This essay originally published in the Sunday, June 30, 2024 edition of the Fortune Archives newsletter.
It’s difficult to go to a dinner party, let alone a board meeting, these days without discussing artificial intelligence. Business executives and tech moguls are excited about AI’s potential to bring about a new era of efficiency and productivity. AI promises to change everything from Hollywood to drug research and development.
At the same time (someone across the table is sure to point out), AI technology is expensive and often unreliable. There are risks around data privacy, copyright, disinformation, and bias. Professionals of all stripes are worried that the technology will put them out of work. And some—including people at the forefront of AI development—have even warned that the technology could destroy humanity.

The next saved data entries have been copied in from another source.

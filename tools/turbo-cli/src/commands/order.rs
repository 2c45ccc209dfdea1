//! Show placed orders.

use anyhow::{anyhow, Result};
use turbo_commerce::ids::OrderId;
use turbo_storefront::confirmation::resolve_confirmation;
use turbo_storefront::views::ConfirmationView;

use super::{OrderAction, OrderArgs};
use crate::context::Context;
use crate::output::status_badge;

/// Run the order command.
pub async fn run(args: OrderArgs, ctx: &Context) -> Result<()> {
    match args.action {
        OrderAction::Show { id } => show(id, ctx).await,
        OrderAction::List => list(ctx).await,
    }
}

async fn show(id: Option<String>, ctx: &Context) -> Result<()> {
    let spinner = ctx.output.spinner("Loading order details...");
    let order = match id {
        Some(id) => {
            let fetched = ctx.api.get_order(&OrderId::new(id)).await;
            fetched.map(Some).map_err(|e| anyhow!(e))
        }
        None => Ok(None),
    };
    let order = match order {
        Ok(order) => resolve_confirmation(order, ctx.config.checkout.confirmation_delay()).await,
        Err(e) => {
            spinner.finish_and_clear();
            return Err(e.context("Failed to load order"));
        }
    };
    spinner.finish_and_clear();

    let view = ConfirmationView::build(&order);
    ctx.output.view(&view, &view.render());
    Ok(())
}

async fn list(ctx: &Context) -> Result<()> {
    let spinner = ctx.output.spinner("Loading orders...");
    let orders = ctx.api.list_orders().await;
    spinner.finish_and_clear();
    let orders = orders.map_err(|e| anyhow!(e).context("Failed to load orders"))?;

    if ctx.output.is_json() {
        let views: Vec<_> = orders.iter().map(ConfirmationView::build).collect();
        ctx.output.json(&views);
        return Ok(());
    }

    if orders.is_empty() {
        ctx.output.info("No orders yet");
        return Ok(());
    }

    ctx.output.header(&format!("Orders ({})", orders.len()));
    ctx.output
        .table_row(&["ORDER", "STATUS", "ITEMS", "TOTAL"], &[16, 12, 6, 12]);
    for order in &orders {
        let items = order.item_count().to_string();
        let total = order.total.display();
        ctx.output.table_row(
            &[
                order.order_number.as_str(),
                &status_badge(order.status.as_str()),
                &items,
                &total,
            ],
            &[16, 12, 6, 12],
        );
    }
    Ok(())
}
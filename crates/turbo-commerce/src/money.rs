//! Money type for representing monetary values.
//!
//! Amounts are integer minor units (cents). Remote prices arrive as decimal
//! numbers and are converted once, at the boundary; every later computation
//! is exact integer arithmetic.

use serde::{Deserialize, Serialize};
use std::fmt;

/// Supported currencies.
#[derive(Debug, Clone, Copy, PartialEq, Eq, Hash, Serialize, Deserialize, Default)]
pub enum Currency {
    #[default]
    USD,
    EUR,
    GBP,
    CAD,
    JPY,
}

impl Currency {
    /// Get the currency code (e.g., "USD").
    pub fn code(&self) -> &'static str {
        match self {
            Currency::USD => "USD",
            Currency::EUR => "EUR",
            Currency::GBP => "GBP",
            Currency::CAD => "CAD",
            Currency::JPY => "JPY",
        }
    }

    /// Get the currency symbol (e.g., "$").
    pub fn symbol(&self) -> &'static str {
        match self {
            Currency::USD => "$",
            Currency::EUR => "\u{20ac}",
            Currency::GBP => "\u{00a3}",
            Currency::CAD => "CA$",
            Currency::JPY => "\u{00a5}",
        }
    }

    /// Get the number of decimal places for this currency.
    pub fn decimal_places(&self) -> u32 {
        match self {
            Currency::JPY => 0,
            _ => 2,
        }
    }

    /// Parse a currency code string.
    pub fn from_code(code: &str) -> Option<Self> {
        match code.to_uppercase().as_str() {
            "USD" => Some(Currency::USD),
            "EUR" => Some(Currency::EUR),
            "GBP" => Some(Currency::GBP),
            "CAD" => Some(Currency::CAD),
            "JPY" => Some(Currency::JPY),
            _ => None,
        }
    }

    fn minor_per_major(&self) -> i64 {
        10_i64.pow(self.decimal_places())
    }
}

impl fmt::Display for Currency {
    fn fmt(&self, f: &mut fmt::Formatter<'_>) -> fmt::Result {
        write!(f, "{}", self.code())
    }
}

/// A monetary value with currency.
#[derive(Debug, Clone, Copy, PartialEq, Eq, Hash, Serialize, Deserialize, Default)]
pub struct Money {
    /// Amount in smallest currency unit (e.g., cents).
    pub amount_cents: i64,
    /// The currency.
    pub currency: Currency,
}

impl Money {
    /// Create a new Money value from cents.
    pub fn new(amount_cents: i64, currency: Currency) -> Self {
        Self {
            amount_cents,
            currency,
        }
    }

    /// Create a Money value from a decimal amount, rounding to the nearest
    /// minor unit.
    ///
    /// ```
    /// use turbo_commerce::money::{Money, Currency};
    /// let price = Money::from_decimal(49.99, Currency::USD);
    /// assert_eq!(price.amount_cents, 4999);
    /// ```
    pub fn from_decimal(amount: f64, currency: Currency) -> Self {
        let amount_cents = (amount * currency.minor_per_major() as f64).round() as i64;
        Self::new(amount_cents, currency)
    }

    /// Create a zero amount in the given currency.
    pub fn zero(currency: Currency) -> Self {
        Self::new(0, currency)
    }

    /// Check if this is zero.
    pub fn is_zero(&self) -> bool {
        self.amount_cents == 0
    }

    /// Check if this is negative.
    pub fn is_negative(&self) -> bool {
        self.amount_cents < 0
    }

    /// Clamp negative amounts to zero.
    pub fn non_negative(self) -> Self {
        Self::new(self.amount_cents.max(0), self.currency)
    }

    /// Convert to a decimal value. Display and wire use only.
    pub fn to_decimal(&self) -> f64 {
        self.amount_cents as f64 / self.currency.minor_per_major() as f64
    }

    /// Format as a display string (e.g., "$49.99").
    pub fn display(&self) -> String {
        format!("{}{}", self.currency.symbol(), self.display_amount())
    }

    /// Format as a display string without symbol (e.g., "49.99").
    ///
    /// Built from the integer amount so no float rounding can leak into
    /// what the user sees.
    pub fn display_amount(&self) -> String {
        let places = self.currency.decimal_places();
        let sign = if self.amount_cents < 0 { "-" } else { "" };
        let abs = self.amount_cents.unsigned_abs();
        if places == 0 {
            return format!("{}{}", sign, abs);
        }
        let divisor = self.currency.minor_per_major() as u64;
        format!(
            "{}{}.{:0width$}",
            sign,
            abs / divisor,
            abs % divisor,
            width = places as usize
        )
    }

    /// Try to add another Money value.
    ///
    /// Returns None if currencies don't match or the sum overflows.
    pub fn try_add(&self, other: &Money) -> Option<Money> {
        if self.currency != other.currency {
            return None;
        }
        self.amount_cents
            .checked_add(other.amount_cents)
            .map(|amount| Money::new(amount, self.currency))
    }

    /// Multiply by an integer factor (e.g. a quantity).
    pub fn try_multiply(&self, factor: i64) -> Option<Money> {
        self.amount_cents
            .checked_mul(factor)
            .map(|amount| Money::new(amount, self.currency))
    }

    /// Apply a rate expressed in basis points (1/100 of a percent),
    /// rounding half away from zero to the nearest minor unit.
    ///
    /// ```
    /// use turbo_commerce::money::{Money, Currency};
    /// let tax = Money::new(1999, Currency::USD).try_apply_rate_bps(1000).unwrap();
    /// assert_eq!(tax.amount_cents, 200); // 199.9 cents
    /// ```
    pub fn try_apply_rate_bps(&self, bps: u32) -> Option<Money> {
        let scaled = i128::from(self.amount_cents) * i128::from(bps);
        let half = if scaled < 0 { -5_000 } else { 5_000 };
        let amount = (scaled + half) / 10_000;
        i64::try_from(amount)
            .ok()
            .map(|amount| Money::new(amount, self.currency))
    }

    /// Sum an iterator of Money values.
    ///
    /// Returns None on currency mismatch or overflow.
    pub fn try_sum<'a>(mut iter: impl Iterator<Item = &'a Money>, currency: Currency) -> Option<Money> {
        iter.try_fold(Money::zero(currency), |acc, m| acc.try_add(m))
    }
}

impl fmt::Display for Money {
    fn fmt(&self, f: &mut fmt::Formatter<'_>) -> fmt::Result {
        write!(f, "{}", self.display())
    }
}

#[cfg(test)]
mod tests {
    use super::*;

    #[test]
    fn test_money_from_decimal() {
        let m = Money::from_decimal(49.99, Currency::USD);
        assert_eq!(m.amount_cents, 4999);

        // 0.1 + 0.2 style drift must not survive conversion
        let m = Money::from_decimal(0.1 + 0.2, Currency::USD);
        assert_eq!(m.amount_cents, 30);

        let m = Money::from_decimal(100.0, Currency::JPY);
        assert_eq!(m.amount_cents, 100);
    }

    #[test]
    fn test_money_display() {
        assert_eq!(Money::new(4999, Currency::USD).display(), "$49.99");
        assert_eq!(Money::new(22000, Currency::USD).display(), "$220.00");
        assert_eq!(Money::new(5, Currency::USD).display_amount(), "0.05");
        assert_eq!(Money::new(-150, Currency::USD).display_amount(), "-1.50");
        assert_eq!(Money::new(100, Currency::JPY).display(), "\u{00a5}100");
    }

    #[test]
    fn test_money_addition() {
        let a = Money::new(1000, Currency::USD);
        let b = Money::new(500, Currency::USD);
        assert_eq!(a.try_add(&b).unwrap().amount_cents, 1500);
    }

    #[test]
    fn test_money_currency_mismatch() {
        let usd = Money::new(1000, Currency::USD);
        let eur = Money::new(1000, Currency::EUR);
        assert!(usd.try_add(&eur).is_none());
    }

    #[test]
    fn test_money_overflow() {
        let big = Money::new(i64::MAX, Currency::USD);
        assert!(big.try_add(&Money::new(1, Currency::USD)).is_none());
        assert!(big.try_multiply(2).is_none());
    }

    #[test]
    fn test_apply_rate_bps_rounding() {
        let ten_percent = |cents| {
            Money::new(cents, Currency::USD)
                .try_apply_rate_bps(1000)
                .unwrap()
                .amount_cents
        };
        assert_eq!(ten_percent(20000), 2000);
        assert_eq!(ten_percent(5), 1); // 0.5 rounds up
        assert_eq!(ten_percent(4), 0);
        assert_eq!(ten_percent(0), 0);
    }

    #[test]
    fn test_try_sum() {
        let values = [
            Money::new(100, Currency::USD),
            Money::new(250, Currency::USD),
        ];
        let total = Money::try_sum(values.iter(), Currency::USD).unwrap();
        assert_eq!(total.amount_cents, 350);
        assert!(Money::try_sum(std::iter::empty(), Currency::USD)
            .unwrap()
            .is_zero());
    }

    #[test]
    fn test_currency_from_code() {
        assert_eq!(Currency::from_code("USD"), Some(Currency::USD));
        assert_eq!(Currency::from_code("eur"), Some(Currency::EUR));
        assert_eq!(Currency::from_code("INVALID"), None);
    }
}
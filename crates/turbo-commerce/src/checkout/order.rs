//! Order submission payload and created orders.

use crate::cart::Cart;
use crate::checkout::{PaymentMethod, PaymentSelection, ShippingAddress};
use crate::error::CommerceError;
use crate::ids::{OrderId, ProductId};
use crate::money::{Currency, Money};
use serde::{Deserialize, Serialize};

/// Shipping method sent with every order.
pub const DEFAULT_SHIPPING_METHOD: &str = "standard";

/// Notes sent with every order.
pub const DEFAULT_ORDER_NOTES: &str = "Order from website";

/// One product line of an order submission.
#[derive(Debug, Clone, Serialize, Deserialize, PartialEq, Eq)]
pub struct SubmissionItem {
    /// Product id.
    pub product: ProductId,
    /// Quantity ordered.
    pub quantity: u32,
}

/// Payload for the order-creation endpoint.
///
/// Built fresh from the cart and the checkout form at submit time; never
/// stored. Payment carries only the method code.
#[derive(Debug, Clone, Serialize, Deserialize, PartialEq, Eq)]
#[serde(rename_all = "camelCase")]
pub struct OrderSubmission {
    pub items: Vec<SubmissionItem>,
    pub shipping_address: ShippingAddress,
    pub payment_method: PaymentMethod,
    pub shipping_method: String,
    pub notes: String,
}

impl OrderSubmission {
    /// Validate the form and cart, then build the payload.
    ///
    /// The address is checked before the cart.
    pub fn assemble(
        cart: &Cart,
        shipping_address: &ShippingAddress,
        payment: &PaymentSelection,
        shipping_method: impl Into<String>,
        notes: impl Into<String>,
    ) -> Result<Self, CommerceError> {
        shipping_address.validate()?;
        if cart.is_empty() {
            return Err(CommerceError::EmptyCart);
        }

        Ok(Self {
            items: cart
                .items
                .iter()
                .map(|item| SubmissionItem {
                    product: item.product.id.clone(),
                    quantity: item.quantity,
                })
                .collect(),
            shipping_address: shipping_address.clone(),
            payment_method: payment.method,
            shipping_method: shipping_method.into(),
            notes: notes.into(),
        })
    }
}

/// Order status as reported by the order service.
#[derive(Debug, Clone, Copy, PartialEq, Eq, Hash, Serialize, Deserialize, Default)]
#[serde(rename_all = "lowercase")]
pub enum OrderStatus {
    #[default]
    Pending,
    Confirmed,
    Processing,
    Shipped,
    Delivered,
    Cancelled,
}

impl OrderStatus {
    pub fn as_str(&self) -> &'static str {
        match self {
            OrderStatus::Pending => "pending",
            OrderStatus::Confirmed => "confirmed",
            OrderStatus::Processing => "processing",
            OrderStatus::Shipped => "shipped",
            OrderStatus::Delivered => "delivered",
            OrderStatus::Cancelled => "cancelled",
        }
    }

    pub fn display_name(&self) -> &'static str {
        match self {
            OrderStatus::Pending => "Pending",
            OrderStatus::Confirmed => "Confirmed",
            OrderStatus::Processing => "Processing",
            OrderStatus::Shipped => "Shipped",
            OrderStatus::Delivered => "Delivered",
            OrderStatus::Cancelled => "Cancelled",
        }
    }

    /// Parse a status string; anything unknown is `Pending`.
    pub fn parse_lossy(status: &str) -> Self {
        match status.trim().to_lowercase().as_str() {
            "confirmed" => OrderStatus::Confirmed,
            "processing" => OrderStatus::Processing,
            "shipped" => OrderStatus::Shipped,
            "delivered" => OrderStatus::Delivered,
            "cancelled" | "canceled" => OrderStatus::Cancelled,
            _ => OrderStatus::Pending,
        }
    }
}

/// A line of a created order, as priced by the order service.
#[derive(Debug, Clone, Serialize, Deserialize, PartialEq)]
pub struct OrderItem {
    pub name: String,
    pub price: Money,
    pub quantity: u32,
    pub image: Option<String>,
}

impl OrderItem {
    /// price * quantity, saturating.
    pub fn line_total(&self) -> Money {
        Money::new(
            self.price.amount_cents.saturating_mul(i64::from(self.quantity)),
            self.price.currency,
        )
    }
}

/// An order created by the order service.
#[derive(Debug, Clone, Serialize, Deserialize, PartialEq)]
pub struct Order {
    /// Server id, when the service returned one.
    pub id: Option<OrderId>,
    /// Human-readable order number.
    pub order_number: String,
    pub items: Vec<OrderItem>,
    pub shipping_address: Option<ShippingAddress>,
    pub payment_method: Option<PaymentMethod>,
    pub status: OrderStatus,
    /// Amount charged.
    pub total: Money,
    pub shipping_cost: Money,
    pub tax: Money,
}

impl Order {
    /// The fixed order shown when the confirmation step is reached without
    /// an order.
    pub fn placeholder() -> Self {
        let usd = |amount: f64| Money::from_decimal(amount, Currency::USD);
        Self {
            id: None,
            order_number: "ORD-123456789".to_string(),
            items: vec![
                OrderItem {
                    name: "MacBook Pro 16-inch".to_string(),
                    price: usd(3499.99),
                    quantity: 1,
                    image: Some(
                        "https://images.unsplash.com/photo-1496181133206-80ce9b88a853?w=100&h=100&fit=crop"
                            .to_string(),
                    ),
                },
                OrderItem {
                    name: "Apple Watch Ultra 2".to_string(),
                    price: usd(799.99),
                    quantity: 2,
                    image: Some(
                        "https://images.unsplash.com/photo-1523275335684-37898b6baf30?w=100&h=100&fit=crop"
                            .to_string(),
                    ),
                },
            ],
            shipping_address: Some(
                ShippingAddress::new("John Customer", "456 Customer Ave", "New York", "USA")
                    .with_zip_code("10002")
                    .with_phone("+1234567891"),
            ),
            payment_method: Some(PaymentMethod::CreditCard),
            status: OrderStatus::Confirmed,
            total: usd(5297.97),
            shipping_cost: usd(12.99),
            tax: usd(45.60),
        }
    }

    /// Get total item count.
    pub fn item_count(&self) -> u64 {
        self.items.iter().map(|i| u64::from(i.quantity)).sum()
    }
}
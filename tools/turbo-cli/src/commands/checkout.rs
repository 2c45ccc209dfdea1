//! Place an order for the current cart.

use anyhow::{anyhow, Context as _, Result};
use dialoguer::Confirm;
use turbo_commerce::checkout::{PaymentMethod, PaymentSelection, ShippingAddress};
use turbo_storefront::confirmation::resolve_confirmation;
use turbo_storefront::views::{CheckoutView, ConfirmationView};
use turbo_storefront::{CartManager, OrderAssembler};

use super::CheckoutArgs;
use crate::context::Context;

/// Run the checkout command.
pub async fn run(args: CheckoutArgs, ctx: &Context) -> Result<()> {
    let payment = PaymentMethod::from_code(&args.payment)
        .ok_or_else(|| anyhow!("Unknown payment method: {}", args.payment))?;

    let mut address = ShippingAddress::new(args.name, args.street, args.city, args.country);
    if let Some(zip) = args.zip {
        address = address.with_zip_code(zip);
    }
    if let Some(phone) = args.phone {
        address = address.with_phone(phone);
    }

    let currency = ctx.config.pricing.currency()?;
    let mut cart = CartManager::new(ctx.api.clone(), ctx.config.pricing.policy(), currency);
    let spinner = ctx.output.spinner("Loading cart...");
    let loaded = cart.load().await.map(|_| ());
    spinner.finish_and_clear();
    loaded.context("Failed to load cart")?;

    let mut assembler = OrderAssembler::new(ctx.api.clone(), ctx.config.checkout.clone());
    let pricing = cart.pricing()?;

    if !ctx.output.is_json() {
        ctx.output.header("Checkout");
        print!(
            "{}",
            CheckoutView::build(cart.cart(), &pricing, assembler.state()).render()
        );
        println!("\nShip to: {}, {}", address.name, address.one_line());
        println!("Payment: {}", payment.display_name());
    }

    if !args.yes && !ctx.output.is_json() && !cart.cart().is_empty() && address.is_complete() {
        let confirmed = Confirm::new()
            .with_prompt(format!("Place order for {}?", pricing.grand_total.display()))
            .default(true)
            .interact()?;
        if !confirmed {
            ctx.output.info("Order not placed");
            return Ok(());
        }
    }

    let spinner = ctx.output.spinner("Placing order...");
    let result = assembler
        .submit(cart.cart(), &address, &PaymentSelection::new(payment))
        .await;
    spinner.finish_and_clear();

    let order = match result {
        Ok(order) => order,
        Err(e) => {
            let message = assembler
                .state()
                .error_message()
                .map(str::to_string)
                .unwrap_or_else(|| e.user_message());
            return Err(anyhow!(message));
        }
    };

    let order = resolve_confirmation(Some(order), ctx.config.checkout.confirmation_delay()).await;
    ctx.output.success("Order placed successfully!");
    let view = ConfirmationView::build(&order);
    ctx.output.view(&view, &view.render());
    Ok(())
}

Many of these same desires and dreads have dogged AI since its inception. Computer scientist John McCarthy coined the term “artificial intelligence” for a summer workshop at Dartmouth College in 1956, aiming to unify researchers from various fields who were pondering ways to create “thinking” machines. Eight years later, in October 1964, Fortune staff writer Gilbert Burck took the pulse of the field in a provocative article titled “Will the computer outwit man?”
AI researchers, Burck wrote, had already worked out ways to generate short pieces of music and poetry in the style of the Beat poets. “In twenty years or so,” Burck wrote, “the computer will doubtless be mass-producing ephemeral tunes of the day more cheaply than Tin Pan Alley’s geniuses can turn them out.” His forecast was off by at least a factor of three. But today artists, filmmakers, and advertising execs are again debating whether AI can be truly creative—and whether it is about to put them out of work.
Burck found that fears of AI-powered computers leading to mass unemployment, or even the end of human civilization, swirled around the scientists working on the technology in the 1960s. He reported that AI researchers predicted we were on the cusp of “an era dominated by intelligent problem-solving machines.” Sound familiar?
If that came to pass, Burck warned businesses against ceding decision-making power to AI, noting that “nothing would make a company more vulnerable to smart competitors than to abdicate responsibility to the neat, clean, consistent judgements of the machine.”
He was making a broader point that should resonate today: As AI becomes more capable, “it will beguile [us] into abdicating [our] capacity and obligation to make the important decisions, including moral and social ones,” he wrote.
This risk—not that the machine will outwit us, but that we will outwit ourselves by surrendering too much decision-making authority to machines—is as relevant today as it was in the 1960s.